[[ Data open ]]
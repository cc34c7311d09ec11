use arrayvec::ArrayVec;

use crate::pieces::{self, Shape, MINOS};
use crate::piece::Tetromino;
use crate::types::{Cell, Color, Mode, Phase, PieceKind, BOARD_HEIGHT, BOARD_WIDTH};

#[derive(Debug, Clone, Copy, PartialEq, Eq)]
pub struct PieceSnapshot {
    pub kind: PieceKind,
    pub rotation: u8,
    pub x: i16,
    pub y: i16,
    pub color: Color,
    pub shape: Shape,
}

impl PieceSnapshot {
    /// Preview of a not-yet-placed piece: rotation 0, anchor at the origin.
    pub fn preview(kind: PieceKind) -> Self {
        Self {
            kind,
            rotation: 0,
            x: 0,
            y: 0,
            color: pieces::color(kind),
            shape: pieces::get_shape(kind, 0),
        }
    }

    /// Absolute board coordinates of every mino
    pub fn cells(&self) -> ArrayVec<(i16, i16), MINOS> {
        self.shape
            .minos()
            .take(MINOS)
            .map(|(dx, dy)| (self.x + dx, self.y + dy))
            .collect()
    }
}

impl From<Tetromino> for PieceSnapshot {
    fn from(value: Tetromino) -> Self {
        Self {
            kind: value.kind,
            rotation: value.rotation,
            x: value.x,
            y: value.y,
            color: value.color(),
            shape: value.shape(),
        }
    }
}

#[derive(Debug, Clone, PartialEq, Eq)]
pub struct GameSnapshot {
    pub width: u16,
    pub height: u16,
    /// Row-major settled cells
    pub board: Vec<Cell>,
    pub active: Option<PieceSnapshot>,
    pub ghost_y: Option<i16>,
    pub next: Option<PieceSnapshot>,
    pub phase: Phase,
    pub mode: Mode,
    pub start_level: u32,
    pub score: u32,
    pub level: u32,
    pub lines: u32,
    pub drop_interval_ms: u32,
}

impl GameSnapshot {
    pub fn clear(&mut self) {
        self.width = BOARD_WIDTH;
        self.height = BOARD_HEIGHT;
        self.board.clear();
        self.board
            .resize(BOARD_WIDTH as usize * BOARD_HEIGHT as usize, None);
        self.active = None;
        self.ghost_y = None;
        self.next = None;
        self.phase = Phase::Idle;
        self.mode = Mode::default();
        self.start_level = 1;
        self.score = 0;
        self.level = 1;
        self.lines = 0;
        self.drop_interval_ms = 0;
    }

    pub fn cell(&self, x: u16, y: u16) -> Cell {
        if x >= self.width || y >= self.height {
            return None;
        }
        self.board[y as usize * self.width as usize + x as usize]
    }

    pub fn game_over(&self) -> bool {
        self.phase == Phase::GameOver
    }
}

impl Default for GameSnapshot {
    fn default() -> Self {
        let mut s = Self {
            width: 0,
            height: 0,
            board: Vec::new(),
            active: None,
            ghost_y: None,
            next: None,
            phase: Phase::Idle,
            mode: Mode::default(),
            start_level: 1,
            score: 0,
            level: 1,
            lines: 0,
            drop_interval_ms: 0,
        };
        s.clear();
        s
    }
}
[[ Data closed ]]
Exercise aim - Only the lines from the one containing "self.phase = Phase::Idle;" through the end of the entries above should be written out, exactly and in full.

Answer to the problem -
        self.phase = Phase::Idle;
        self.mode = Mode::default();
        self.start_level = 1;
        self.score = 0;
        self.level = 1;
        self.lines = 0;
        self.drop_interval_ms = 0;
    }

    pub fn cell(&self, x: u16, y: u16) -> Cell {
        if x >= self.width || y >= self.height {
            return None;
        }
        self.board[y as usize * self.width as usize + x as usize]
    }

    pub fn game_over(&self) -> bool {
        self.phase == Phase::GameOver
    }
}

impl Default for GameSnapshot {
    fn default() -> Self {
        let mut s = Self {
            width: 0,
            height: 0,
            board: Vec::new(),
            active: None,
            ghost_y: None,
            next: None,
            phase: Phase::Idle,
            mode: Mode::default(),
            start_level: 1,
            score: 0,
            level: 1,
            lines: 0,
            drop_interval_ms: 0,
        };
        s.clear();
        s
    }
}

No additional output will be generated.